To Love and Be Loved
In “Instincts and their Vicissitudes,” Sigmund Freud entertains the possibility of a third developmental stage beyond the oppositions love-indifference and love-hate: love-being loved. Though he casually dismisses the possibility in the paper itself, the polarity love-being loved demands investigation, as it seems to signal a higher form of sublimation than we typically find in Freud’s writings.
It’s always a mistake to seek resolution in psychoanalysis. Resolution can sometimes (rarely) come, but to seek it is to impose one kind of wish on the process of attempting to uncover another. There is good reason, beyond simply revisionist adaptation to a medical paradigm, that psychoanalysts historically favored a more detached, “scientific” viewpoint. Impossible in one sense, but that’s maybe the point.
There’s a deeper reason, however, that resolution is a mistake, and that is simply that conflict is the primary mode of access we have to the fundaments of psychic life. Commentators sometimes chide Freud for his “pessimism” in his lifelong commitment to an irreconcilable dualism, but I would argue that such dualism was a function of a certain epistemological principle: that drives or instincts cannot be known directly but only when they come into conflict.

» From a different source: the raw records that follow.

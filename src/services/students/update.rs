use actix_web::{HttpRequest, HttpResponse, Result as ActixResult};

use super::{StudentService, normalize_student};
use crate::errors::ClassroomError;
use crate::models::students::UpdateStudentRequest;
use crate::models::{ApiResponse, ErrorCode};
use crate::services::{current_teacher_id, error_response};

pub async fn update_student(
    service: &StudentService,
    student_id: i64,
    update_data: UpdateStudentRequest,
    request: &HttpRequest,
) -> ActixResult<HttpResponse> {
    let teacher_id = match current_teacher_id(request) {
        Ok(id) => id,
        Err(response) => return Ok(response),
    };

    let student = match normalize_student(
        update_data.nisn,
        &update_data.name,
        &update_data.class,
        update_data.gender,
    ) {
        Ok(student) => student,
        Err(msg) => {
            return Ok(HttpResponse::BadRequest()
                .json(ApiResponse::error_empty(ErrorCode::StudentInvalid, msg)));
        }
    };

    let storage = service.get_storage(request);

    match storage.update_student(teacher_id, student_id, student).await {
        Ok(Some(student)) => Ok(HttpResponse::Ok().json(ApiResponse::success(
            student,
            "Student updated successfully",
        ))),
        Ok(None) => Ok(HttpResponse::NotFound().json(ApiResponse::error_empty(
            ErrorCode::StudentNotFound,
            "Student not found",
        ))),
        Err(e @ ClassroomError::Conflict(_)) => {
            Ok(error_response(&e, ErrorCode::StudentNisnConflict))
        }
        Err(e) => Ok(error_response(&e, ErrorCode::InternalServerError)),
    }
}
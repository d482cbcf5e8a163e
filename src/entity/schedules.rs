//! 课程表实体

use sea_orm::entity::prelude::*;

#[derive(Clone, Debug, PartialEq, DeriveEntityModel)]
#[sea_orm(table_name = "schedules")]
pub struct Model {
    #[sea_orm(primary_key)]
    pub id: i64,
    pub teacher_id: i64,
    pub day_of_week: i32,
    pub subject: String,
    pub class: String,
    pub start_time: String,
    pub end_time: String,
    pub room: Option<String>,
    pub created_at: i64,
}

#[derive(Copy, Clone, Debug, EnumIter, DeriveRelation)]
pub enum Relation {
    #[sea_orm(
        belongs_to = "super::teachers::Entity",
        from = "Column::TeacherId",
        to = "super::teachers::Column::Id"
    )]
    Teacher,
}

impl Related<super::teachers::Entity> for Entity {
    fn to() -> RelationDef {
        Relation::Teacher.def()
    }
}

impl ActiveModelBehavior for ActiveModel {}

impl Model {
    pub fn into_schedule(self) -> crate::models::schedules::Schedule {
        crate::models::schedules::Schedule {
            id: self.id,
            teacher_id: self.teacher_id,
            day_of_week: self.day_of_week,
            subject: self.subject,
            class: self.class,
            start_time: self.start_time,
            end_time: self.end_time,
            room: self.room,
            created_at: super::timestamp_to_datetime(self.created_at),
        }
    }
}
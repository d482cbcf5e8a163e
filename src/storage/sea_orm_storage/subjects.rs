//! 科目存储操作

use super::SeaOrmStorage;
use crate::entity::subjects::{ActiveModel, Column, Entity as Subjects};
use crate::errors::{ClassroomError, Result};
use crate::models::subjects::Subject;
use sea_orm::{ActiveModelTrait, ColumnTrait, EntityTrait, QueryFilter, QueryOrder, Set};

impl SeaOrmStorage {
    /// 列出科目
    pub async fn list_subjects_impl(&self, teacher_id: i64) -> Result<Vec<Subject>> {
        let subjects = Subjects::find()
            .filter(Column::TeacherId.eq(teacher_id))
            .order_by_asc(Column::Name)
            .all(&self.db)
            .await
            .map_err(|e| ClassroomError::database_operation(format!("查询科目失败: {e}")))?;

        Ok(subjects.into_iter().map(|m| m.into_subject()).collect())
    }

    /// 新增科目，同名科目返回冲突
    pub async fn create_subject_impl(&self, teacher_id: i64, name: String) -> Result<Subject> {
        let existing = Subjects::find()
            .filter(Column::TeacherId.eq(teacher_id))
            .filter(Column::Name.eq(name.as_str()))
            .one(&self.db)
            .await
            .map_err(|e| ClassroomError::database_operation(format!("查询科目失败: {e}")))?;

        if existing.is_some() {
            return Err(ClassroomError::conflict(format!(
                "Subject {name} already exists"
            )));
        }

        let model = ActiveModel {
            teacher_id: Set(teacher_id),
            name: Set(name),
            created_at: Set(chrono::Utc::now().timestamp()),
            ..Default::default()
        };

        let result = model
            .insert(&self.db)
            .await
            .map_err(|e| ClassroomError::database_operation(format!("创建科目失败: {e}")))?;

        Ok(result.into_subject())
    }

    /// 删除科目
    pub async fn delete_subject_impl(&self, teacher_id: i64, subject_id: i64) -> Result<bool> {
        let result = Subjects::delete_many()
            .filter(Column::Id.eq(subject_id))
            .filter(Column::TeacherId.eq(teacher_id))
            .exec(&self.db)
            .await
            .map_err(|e| ClassroomError::database_operation(format!("删除科目失败: {e}")))?;

        Ok(result.rows_affected > 0)
    }
}
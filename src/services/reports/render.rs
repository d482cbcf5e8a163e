//! 报表 CSV 渲染：抬头（学校、教师、标题）+ 表格 + 汇总行

use crate::models::attendance::AttendanceSheet;
use crate::models::grades::GradeSheet;
use crate::models::recap::{AttendanceRecap, GradeRecap};

/// 报表抬头
#[derive(Debug, Clone)]
pub struct ReportHeading {
    pub school: String,
    pub teacher: String,
    pub title: String,
    /// 额外的 (标签, 值) 行，如班级、日期
    pub details: Vec<(String, String)>,
}

type CsvResult = Result<Vec<u8>, csv::Error>;

fn writer() -> csv::Writer<Vec<u8>> {
    csv::WriterBuilder::new().flexible(true).from_writer(vec![])
}

fn finish(wtr: csv::Writer<Vec<u8>>) -> CsvResult {
    wtr.into_inner().map_err(|e| e.into_error().into())
}

fn write_heading(wtr: &mut csv::Writer<Vec<u8>>, heading: &ReportHeading) -> csv::Result<()> {
    wtr.write_record(["School", heading.school.as_str()])?;
    wtr.write_record(["Teacher", heading.teacher.as_str()])?;
    wtr.write_record(["Report", heading.title.as_str()])?;
    for (label, value) in &heading.details {
        wtr.write_record([label.as_str(), value.as_str()])?;
    }
    Ok(())
}

/// 分数：整数不带小数，其余保留两位
pub fn format_score(score: f64) -> String {
    if score.fract() == 0.0 {
        format!("{score:.0}")
    } else {
        format!("{score:.2}")
    }
}

fn format_optional_score(score: Option<f64>) -> String {
    score.map(format_score).unwrap_or_default()
}

fn format_percentage(percentage: Option<u32>) -> String {
    percentage.map(|p| format!("{p}%")).unwrap_or_default()
}

pub fn attendance_sheet_csv(heading: &ReportHeading, sheet: &AttendanceSheet) -> CsvResult {
    let mut wtr = writer();
    write_heading(&mut wtr, heading)?;

    wtr.write_record(["No", "NISN", "Name", "Gender", "Status", "Notes"])?;
    for (index, row) in sheet.rows.iter().enumerate() {
        wtr.write_record([
            (index + 1).to_string(),
            row.student.nisn.clone().unwrap_or_default(),
            row.student.name.clone(),
            row.student.gender.to_string(),
            row.status.map(|s| s.to_string()).unwrap_or_default(),
            row.notes.clone().unwrap_or_default(),
        ])?;
    }

    let counts = &sheet.counts;
    wtr.write_record([
        "Summary".to_string(),
        format!("Hadir {}", counts.hadir),
        format!("Izin {}", counts.izin),
        format!("Sakit {}", counts.sakit),
        format!("Alpa {}", counts.alpa),
        format!("Filled {}/{}", sheet.filled, sheet.rows.len()),
    ])?;

    finish(wtr)
}

pub fn grade_sheet_csv(heading: &ReportHeading, sheet: &GradeSheet) -> CsvResult {
    let mut wtr = writer();
    write_heading(&mut wtr, heading)?;

    wtr.write_record(["No", "NISN", "Name", "Score", "Remarks"])?;
    for (index, row) in sheet.rows.iter().enumerate() {
        wtr.write_record([
            (index + 1).to_string(),
            row.student.nisn.clone().unwrap_or_default(),
            row.student.name.clone(),
            format_optional_score(row.score),
            row.remarks.clone().unwrap_or_default(),
        ])?;
    }
    wtr.write_record([
        "Average".to_string(),
        String::new(),
        String::new(),
        format_optional_score(sheet.average),
    ])?;

    finish(wtr)
}

pub fn attendance_recap_csv(heading: &ReportHeading, recap: &AttendanceRecap) -> CsvResult {
    let mut wtr = writer();
    write_heading(&mut wtr, heading)?;

    let mut header: Vec<String> = vec!["No".into(), "NISN".into(), "Name".into()];
    header.extend(recap.dates.iter().map(|d| d.format("%Y-%m-%d").to_string()));
    header.extend(["H", "I", "S", "A", "Total", "%"].map(String::from));
    wtr.write_record(&header)?;

    for (index, row) in recap.rows.iter().enumerate() {
        let mut record = vec![
            (index + 1).to_string(),
            row.student.nisn.clone().unwrap_or_default(),
            row.student.name.clone(),
        ];
        record.extend(
            row.days
                .iter()
                .map(|day| day.map(|s| s.short_code().to_string()).unwrap_or_default()),
        );
        record.extend([
            row.hadir.to_string(),
            row.izin.to_string(),
            row.sakit.to_string(),
            row.alpa.to_string(),
            row.total.to_string(),
            format_percentage(row.percentage),
        ]);
        wtr.write_record(&record)?;
    }

    let totals = &recap.totals;
    let mut footer = vec!["Total".to_string(), String::new(), String::new()];
    footer.extend(recap.dates.iter().map(|_| String::new()));
    footer.extend([
        totals.hadir.to_string(),
        totals.izin.to_string(),
        totals.sakit.to_string(),
        totals.alpa.to_string(),
        totals.total.to_string(),
        format_percentage(totals.percentage),
    ]);
    wtr.write_record(&footer)?;

    finish(wtr)
}

pub fn grade_recap_csv(heading: &ReportHeading, recap: &GradeRecap) -> CsvResult {
    let mut wtr = writer();
    write_heading(&mut wtr, heading)?;

    let mut header: Vec<String> = vec!["No".into(), "NISN".into(), "Name".into()];
    header.extend(recap.columns.iter().map(|c| {
        let date = c.date.format("%Y-%m-%d");
        if c.name.is_empty() {
            date.to_string()
        } else {
            format!("{} ({date})", c.name)
        }
    }));
    header.extend(["Average", "Grade"].map(String::from));
    wtr.write_record(&header)?;

    for (index, row) in recap.rows.iter().enumerate() {
        let mut record = vec![
            (index + 1).to_string(),
            row.student.nisn.clone().unwrap_or_default(),
            row.student.name.clone(),
        ];
        record.extend(row.cells.iter().map(|cell| format_optional_score(*cell)));
        record.push(format_optional_score(row.average));
        record.push(row.letter.map(|l| l.as_str().to_string()).unwrap_or_default());
        wtr.write_record(&record)?;
    }

    let mut footer = vec!["Class average".to_string(), String::new(), String::new()];
    footer.extend(recap.column_averages.iter().map(|avg| format_optional_score(*avg)));
    footer.push(format_optional_score(recap.class_average));
    wtr.write_record(&footer)?;

    finish(wtr)
}

#[cfg(test)]
mod tests {
    use super::*;
    use crate::models::attendance::{AttendanceRecord, AttendanceStatus};
    use crate::models::grades::GradeRecord;
    use crate::models::students::{Gender, Student};
    use crate::services::recap::aggregate::{aggregate_attendance, aggregate_grades};
    use chrono::{NaiveDate, Utc};

    fn heading(title: &str) -> ReportHeading {
        ReportHeading {
            school: "SMP Negeri 1".into(),
            teacher: "Bu Rina".into(),
            title: title.into(),
            details: vec![("Class".into(), "7A".into())],
        }
    }

    fn student(id: i64, name: &str) -> Student {
        Student {
            id,
            teacher_id: 1,
            nisn: Some(format!("00{id}")),
            name: name.into(),
            class: "7A".into(),
            gender: Gender::Female,
            created_at: Utc::now(),
            updated_at: Utc::now(),
        }
    }

    fn lines(data: Vec<u8>) -> Vec<String> {
        String::from_utf8(data)
            .unwrap()
            .lines()
            .map(str::to_string)
            .collect()
    }

    #[test]
    fn test_format_score() {
        assert_eq!(format_score(90.0), "90");
        assert_eq!(format_score(72.5), "72.50");
        assert_eq!(format_optional_score(None), "");
    }

    #[test]
    fn test_attendance_recap_csv() {
        let d1 = NaiveDate::from_ymd_opt(2024, 1, 1).unwrap();
        let recap = aggregate_attendance(
            &[student(1, "Ani"), student(2, "Budi")],
            &[AttendanceRecord {
                id: 1,
                student_id: 1,
                date: d1,
                status: AttendanceStatus::Present,
                notes: None,
            }],
        );

        let lines = lines(attendance_recap_csv(&heading("Attendance recap"), &recap).unwrap());

        assert_eq!(lines[0], "School,SMP Negeri 1");
        assert_eq!(lines[1], "Teacher,Bu Rina");
        assert_eq!(lines[3], "Class,7A");
        assert_eq!(lines[4], "No,NISN,Name,2024-01-01,H,I,S,A,Total,%");
        assert_eq!(lines[5], "1,001,Ani,H,1,0,0,0,1,100%");
        assert_eq!(lines[6], "2,002,Budi,,0,0,0,0,0,");
        assert_eq!(lines[7], "Total,,,,1,0,0,0,1,100%");
    }

    #[test]
    fn test_grade_recap_csv() {
        let record = |student_id, day, name: &str, score| GradeRecord {
            id: 0,
            student_id,
            subject: "IPA".into(),
            assessment_date: NaiveDate::from_ymd_opt(2024, 1, day).unwrap(),
            assessment_name: name.into(),
            score,
            remarks: None,
        };
        let recap = aggregate_grades(
            &[student(1, "Ani")],
            &[record(1, 1, "UH1", 90.0), record(1, 8, "", 60.0)],
        );

        let lines = lines(grade_recap_csv(&heading("Grade recap"), &recap).unwrap());

        assert_eq!(lines[4], "No,NISN,Name,UH1 (2024-01-01),2024-01-08,Average,Grade");
        assert_eq!(lines[5], "1,001,Ani,90,60,75,B");
        assert_eq!(lines[6], "Class average,,,90,60,75");
    }
}
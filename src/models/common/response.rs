use serde::{Deserialize, Serialize};
use ts_rs::TS;

use crate::models::ErrorCode;

// 统一的API响应结构
#[derive(Debug, Clone, Serialize, Deserialize, TS)]
#[ts(export, export_to = "../frontend/src/types/generated/api.ts")]
pub struct ApiResponse<T: TS> {
    pub code: i32,
    pub message: String,
    #[serde(skip_serializing_if = "Option::is_none")]
    pub data: Option<T>,
    pub timestamp: chrono::DateTime<chrono::Utc>,
}

impl<T: TS> ApiResponse<T> {
    pub fn success(data: T, message: impl Into<String>) -> Self {
        Self {
            code: ErrorCode::Success as i32,
            message: message.into(),
            data: Some(data),
            timestamp: chrono::Utc::now(),
        }
    }

    pub fn error(code: ErrorCode, data: T, message: impl Into<String>) -> Self {
        Self {
            code: code as i32,
            message: message.into(),
            data: Some(data),
            timestamp: chrono::Utc::now(),
        }
    }
}

impl ApiResponse<()> {
    pub fn success_empty(message: impl Into<String>) -> Self {
        Self {
            code: ErrorCode::Success as i32,
            message: message.into(),
            data: None,
            timestamp: chrono::Utc::now(),
        }
    }

    pub fn error_empty(code: ErrorCode, message: impl Into<String>) -> Self {
        Self {
            code: code as i32,
            message: message.into(),
            data: None,
            timestamp: chrono::Utc::now(),
        }
    }
}

#[cfg(test)]
mod tests {
    use super::*;

    #[test]
    fn test_error_empty_omits_data() {
        let resp = ApiResponse::error_empty(ErrorCode::StudentNotFound, "Student not found");
        let json = serde_json::to_value(&resp).unwrap();
        assert_eq!(json["code"], 2000);
        assert_eq!(json["message"], "Student not found");
        assert!(json.get("data").is_none());
    }

    #[test]
    fn test_success_carries_data() {
        let resp = ApiResponse::success(vec!["7A".to_string()], "ok");
        assert_eq!(resp.code, 0);
        assert_eq!(resp.data.as_deref(), Some(&["7A".to_string()][..]));
    }
}
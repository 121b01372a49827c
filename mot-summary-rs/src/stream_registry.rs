// mot-summary-rs/src/stream_registry.rs
//
// Per-request ownership of in-flight summary streams.
//
// Each chat request inserts its model stream under a fresh UUID and
// exactly one stream request may claim it afterwards. Concurrent requests
// therefore never see each other's streams.

use std::collections::HashMap;
use tokio::sync::Mutex;
use uuid::Uuid;

use crate::llm_client::SummaryStream;

/// Upper bound on unclaimed streams; the oldest entry is evicted when a
/// new stream would exceed it, so abandoned chats cannot grow memory.
pub const MAX_PENDING_STREAMS: usize = 32;

struct PendingStream {
    seq: u64,
    stream: SummaryStream,
}

struct RegistryInner {
    next_seq: u64,
    map: HashMap<Uuid, PendingStream>,
}

/// Registry of streams waiting to be consumed, keyed by request id.
pub struct StreamRegistry {
    inner: Mutex<RegistryInner>,
}

impl StreamRegistry {
    pub fn new() -> Self {
        Self {
            inner: Mutex::new(RegistryInner {
                next_seq: 0,
                map: HashMap::new(),
            }),
        }
    }

    /// Store a stream and return the id the client uses to claim it.
    pub async fn insert(&self, stream: SummaryStream) -> Uuid {
        let mut inner = self.inner.lock().await;

        if inner.map.len() >= MAX_PENDING_STREAMS {
            let oldest = inner
                .map
                .iter()
                .min_by_key(|(_, pending)| pending.seq)
                .map(|(id, _)| *id);
            if let Some(id) = oldest {
                inner.map.remove(&id);
                log::warn!("Stream registry full; evicted unclaimed stream {}", id);
            }
        }

        let seq = inner.next_seq;
        inner.next_seq += 1;

        let id = Uuid::new_v4();
        inner.map.insert(id, PendingStream { seq, stream });
        id
    }

    /// Take ownership of a pending stream. A stream can be claimed at most
    /// once; later claims for the same id return `None`.
    pub async fn claim(&self, id: &Uuid) -> Option<SummaryStream> {
        self.inner
            .lock()
            .await
            .map
            .remove(id)
            .map(|pending| pending.stream)
    }

    pub async fn len(&self) -> usize {
        self.inner.lock().await.map.len()
    }
}

impl Default for StreamRegistry {
    fn default() -> Self {
        Self::new()
    }
}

Boil everything in life down to some underlying drive, like love, sex, play, power, etc., and you will be in the realm of paranoid fantasy. Not “wrong” exactly, capable of interesting explanations from time to time, but essentially locked in a state of reading one text and interpreting another. The only way in which drive theory can avoid distortions of this kind is by focusing on conflict: those moments when analysands express a painful both/and. “I am mourning my sister’s death, and I also want to fuck her husband.” “I love my father and my girlfriend, but I kind of wish they both had syphilis and died.”
This was Socrates’s method in divining the three components of the soul. We will know that there is something separate in there when we can recognize division. I want to eat Planters’ Cheez Balls all the time, but I know they are not good for me. Appetite and calculation—two parts of the soul. Freud was engaged in a similar endeavor with drive theory, and this is why there must always be at least two drives. Conflict is our window to the depths.
This all being said, I want to explore a moment of resolution in one of Freud’s most unresolved texts, “Instincts and their Vicissitudes” (1915), one that can really only be glimpsed momentarily in the text before being washed away in the tumultuous sea of the metapsychology papers. As is well-known, Freud was in a time of crisis when working on these papers, which he described to Karl Abraham as “war-time atrocities” (Freud and Abraham, 1965, p. 228). In attempting to systematize his work since The Interpretation of Dreams, his entire intellectual edifice crumbled, at the same time that his social world was falling apart.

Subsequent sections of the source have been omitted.